Hey, I don't know if you have seen it, if not ill post a link. 
http://www.bridgecitytools.com/default/jmpv2-jointmaker-pro.html

Being a hand tools type woodworker, I can see this being very useful. But for that price, it's not so cool anymore. 
That being said, it looks fairly simple. I mean people make drum sanders out of wood, sure this could be redesigned to be made out of wood.

That being said I have no experience in building machines/mechanical ability(I build furniture not cars for a reason). Can someone give me a place to start on where to even begin to build this? (besides sketchup)

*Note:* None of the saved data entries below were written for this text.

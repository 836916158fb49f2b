//! Orchestration for the `license` subcommand.

use crate::error::{ReleaseError, Result};
use crate::fs::{ChangeKind, Changeset};
use crate::license::{collect_inventory, parse_inventory, render_attribution};

use clap::Parser;
use colored::Colorize;
use std::fs;
use std::path::PathBuf;

/// Arguments for the `license` subcommand.
#[derive(Parser, Debug, Clone)]
pub struct LicenseArgs {
    /// Read the inventory from a `cargo license --json` dump instead of running it
    #[arg(long, value_name = "FILE")]
    pub input: Option<PathBuf>,

    /// Attribution file to write
    #[arg(long, short = 'o', value_name = "FILE", default_value = "LICENSE.txt")]
    pub output: PathBuf,

    /// Path to the workspace Cargo.toml passed to cargo-license
    #[arg(long, value_name = "PATH", conflicts_with = "input")]
    pub manifest_path: Option<PathBuf>,

    /// Preview without writing the attribution file
    #[arg(long, short = 'n')]
    pub dry_run: bool,
}

/// Generates the third-party attribution file.
pub fn execute(args: LicenseArgs) -> Result<()> {
    let entries = match &args.input {
        Some(path) => {
            let json = fs::read_to_string(path).map_err(|source| ReleaseError::Io {
                path: path.clone(),
                source,
            })?;
            parse_inventory(&json)?
        }
        None => collect_inventory(args.manifest_path.as_deref())?,
    };

    println!(
        "{:>12} {} dependencies into {}",
        "Collecting".cyan().bold(),
        entries.len(),
        args.output.display()
    );

    let rendered = render_attribution(&entries);

    let mut changes = Changeset::new(args.dry_run);
    let original = match changes.read(&args.output) {
        Ok(content) => content,
        Err(e) if e.kind() == std::io::ErrorKind::NotFound => String::new(),
        Err(source) => {
            return Err(ReleaseError::Io {
                path: args.output.clone(),
                source,
            });
        }
    };
    changes.write(&args.output, &original, rendered, ChangeKind::Attribution)?;

    let root = args
        .output
        .parent()
        .map(PathBuf::from)
        .unwrap_or_default();
    changes.print_summary(&root);

    Ok(())
}

#[cfg(test)]
mod tests {
    use super::*;
    use tempfile::TempDir;

    const INVENTORY: &str = r#"[{"name":"regex","version":"1.12.2","repository":"https://github.com/rust-lang/regex","license":"MIT OR Apache-2.0"}]"#;

    #[test]
    fn test_writes_attribution_from_input() {
        let temp = TempDir::new().unwrap();
        let input = temp.path().join("licenses.json");
        let output = temp.path().join("LICENSE.txt");
        fs::write(&input, INVENTORY).unwrap();

        let args = LicenseArgs::parse_from([
            "license",
            "--input",
            input.to_str().unwrap(),
            "--output",
            output.to_str().unwrap(),
        ]);
        execute(args).unwrap();

        let text = fs::read_to_string(&output).unwrap();
        assert!(text.contains("### regex 1.12.2\n"));
        assert!(text.contains("* license: MIT OR Apache-2.0\n"));
    }

    #[test]
    fn test_dry_run_writes_nothing() {
        let temp = TempDir::new().unwrap();
        let input = temp.path().join("licenses.json");
        let output = temp.path().join("LICENSE.txt");
        fs::write(&input, INVENTORY).unwrap();

        let args = LicenseArgs::parse_from([
            "license",
            "--dry-run",
            "--input",
            input.to_str().unwrap(),
            "--output",
            output.to_str().unwrap(),
        ]);
        execute(args).unwrap();

        assert!(!output.exists());
    }

    #[test]
    fn test_missing_input() {
        let temp = TempDir::new().unwrap();
        let args = LicenseArgs::parse_from([
            "license",
            "--input",
            temp.path().join("nope.json").to_str().unwrap(),
        ]);

        assert!(matches!(execute(args), Err(ReleaseError::Io { .. })));
    }
}
//! File writes for a release run.
//!
//! Every pass reads and writes through a [`Changeset`]. Writes land on disk
//! one file at a time, as soon as the in-memory edit for that file is
//! complete. There is no rollback: files already written keep their new
//! content when a later file fails.
//!
//! ## Dry-Run Mode
//!
//! With `dry_run = true` nothing is written. New content is staged in memory
//! instead, and [`Changeset::read`] returns staged content, so a later pass
//! sees what an earlier pass would have written.
//!
//! ## Example
//!
//! ```no_run
//! # use hetu_release::fs::{ChangeKind, Changeset};
//! # use std::path::Path;
//! # fn example() -> hetu_release::error::Result<()> {
//! let mut changes = Changeset::new(false);
//! let path = Path::new("core/query/Cargo.toml");
//!
//! let original = changes.read(path)?;
//! let updated = original.replace("0.1.0", "0.2.0");
//! changes.write(path, &original, updated, ChangeKind::PackageVersion)?;
//! # Ok(())
//! # }
//! ```

use crate::error::{ReleaseError, Result};

use colored::Colorize;
use std::collections::{BTreeSet, HashMap};
use std::fs;
use std::path::{Path, PathBuf};

/// What a recorded write changed.
#[derive(Debug, Clone, Copy, PartialEq, Eq, Hash, PartialOrd, Ord)]
pub enum ChangeKind {
    /// A package's own `[package].version`.
    PackageVersion,
    /// Version pins on internal dependencies.
    DependencyVersion,
    /// Version snippets in documentation.
    Documentation,
    /// Generated third-party attribution file.
    Attribution,
}

/// A recorded write.
#[derive(Debug, Clone, PartialEq, Eq)]
pub struct Change {
    pub path: PathBuf,
    pub kind: ChangeKind,
}

/// Reads and writes files for one run, recording what changed.
pub struct Changeset {
    dry_run: bool,
    staged: HashMap<PathBuf, String>,
    changes: Vec<Change>,
}

impl Changeset {
    pub fn new(dry_run: bool) -> Self {
        Self {
            dry_run,
            staged: HashMap::new(),
            changes: Vec::new(),
        }
    }

    pub fn is_dry_run(&self) -> bool {
        self.dry_run
    }

    pub fn len(&self) -> usize {
        self.changes.len()
    }

    pub fn is_empty(&self) -> bool {
        self.changes.is_empty()
    }

    pub fn changes(&self) -> &[Change] {
        &self.changes
    }

    /// Distinct files touched by this run.
    pub fn files(&self) -> BTreeSet<&Path> {
        self.changes.iter().map(|c| c.path.as_path()).collect()
    }

    /// Current content of `path`: staged content in dry-run mode, else disk.
    ///
    /// The raw `io::Error` is returned so callers can map `NotFound` to the
    /// error kind that fits the file.
    pub fn read(&self, path: &Path) -> std::io::Result<String> {
        match self.staged.get(path) {
            Some(content) => Ok(content.clone()),
            None => fs::read_to_string(path),
        }
    }

    /// Writes `new_content` to `path` unless it equals `original`.
    ///
    /// Returns `Ok(false)` when nothing needed writing.
    pub fn write(
        &mut self,
        path: &Path,
        original: &str,
        new_content: String,
        kind: ChangeKind,
    ) -> Result<bool> {
        if original == new_content {
            log::debug!("Content unchanged, skipping: {}", path.display());
            return Ok(false);
        }

        if self.dry_run {
            log::info!("Would update: {}", path.display());
            self.staged.insert(path.to_path_buf(), new_content);
        } else {
            fs::write(path, &new_content).map_err(|source| {
                log::error!("Failed to write {}: {}", path.display(), source);
                ReleaseError::Io {
                    path: path.to_path_buf(),
                    source,
                }
            })?;
            log::debug!("Updated: {}", path.display());
        }

        self.changes.push(Change {
            path: path.to_path_buf(),
            kind,
        });

        Ok(true)
    }

    /// Prints a grouped summary to stdout.
    ///
    /// Paths are shown relative to `root` with forward slashes.
    pub fn print_summary(&self, root: &Path) {
        if self.changes.is_empty() {
            println!("\n{}", "No changes needed".yellow());
            return;
        }

        let display_path = |path: &Path| -> String {
            let relative = pathdiff::diff_paths(path, root).unwrap_or_else(|| path.to_path_buf());
            relative.to_string_lossy().replace('\\', "/")
        };

        if self.dry_run {
            println!("\n{}", "DRY RUN - No changes will be made".yellow().bold());
        } else {
            println!("\n{}", "Changes applied:".green().bold());
        }

        let groups = [
            (ChangeKind::PackageVersion, "📦", "Package versions"),
            (ChangeKind::DependencyVersion, "🔗", "Dependency versions"),
            (ChangeKind::Documentation, "📄", "Documentation"),
            (ChangeKind::Attribution, "⚖", "Attribution"),
        ];

        for (kind, icon, title) in groups {
            let paths: BTreeSet<String> = self
                .changes
                .iter()
                .filter(|c| c.kind == kind)
                .map(|c| display_path(&c.path))
                .collect();

            if paths.is_empty() {
                continue;
            }

            println!(
                "\n{} {} ({} file{})",
                icon.bold(),
                title,
                paths.len(),
                if paths.len() == 1 { "" } else { "s" }
            );
            for path in paths.iter().take(8) {
                if self.dry_run {
                    println!("   • {}", path.dimmed());
                } else {
                    println!("   {} {}", "✓".green(), path.dimmed());
                }
            }
            if paths.len() > 8 {
                println!(
                    "   {} {} more...",
                    if self.dry_run {
                        "•".to_string()
                    } else {
                        "✓".green().to_string()
                    },
                    paths.len() - 8
                );
            }
        }

        println!();
        let num_files = self.files().len();
        if self.dry_run {
            println!(
                "{} {} will be modified. Run without {} to apply.",
                num_files.to_string().cyan().bold(),
                if num_files > 1 { "files" } else { "file" },
                "--dry-run".cyan()
            );
        } else {
            println!(
                "{} Updated {} {}",
                "✓".green().bold(),
                num_files,
                if num_files > 1 { "files" } else { "file" }
            );
        }
    }
}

Any ideas, comments, etc would be appreciated. Thanks


----------



## RonAylor1760 (Aug 17, 2016)

This appears to be nothing more than a glorified miter box. I would suggest one give the old handsaw some more practice and same the $1600. BUT … with that said … looks easy enough to build. BUT … I'd bet once built, you'd never really use it! Just learn to cut square.


----------



## RichT (Oct 14, 2016)

Cue the "is it cheating" debate. If you're going to claim your work is hand cut, using this is even more questionable than using the David Barron dovetail guides which many believe is cheating.


----------



## BlueStem (Jan 4, 2018)

Seems to me you find one of those old $50 craigslist table saws, make a crosscut sled, buy a $35 ryoba blade, and some scrap QS white oak, and you're more than halfway to a DIY of this. Just need to figure out how to mount the blade to the trunnions and how to mount the blade supports to the table on either side of the blade so you can raise and lower the blade through the supports.

[edit] not to the table, because the supports have to tilt with the blade… Still seems feasible at first blush. I of course could be totally wrong here.


----------



## therealSteveN (Oct 29, 2016)

Wondering if any of the potential builders have ever laid hands on a JMP II.

I personally have a little tiny piggie bank, that is saving up for one, but I only plan to spend 800 bux

Someone once said if they were so easy to build, everyone would make one. I think that applies to this tool.


----------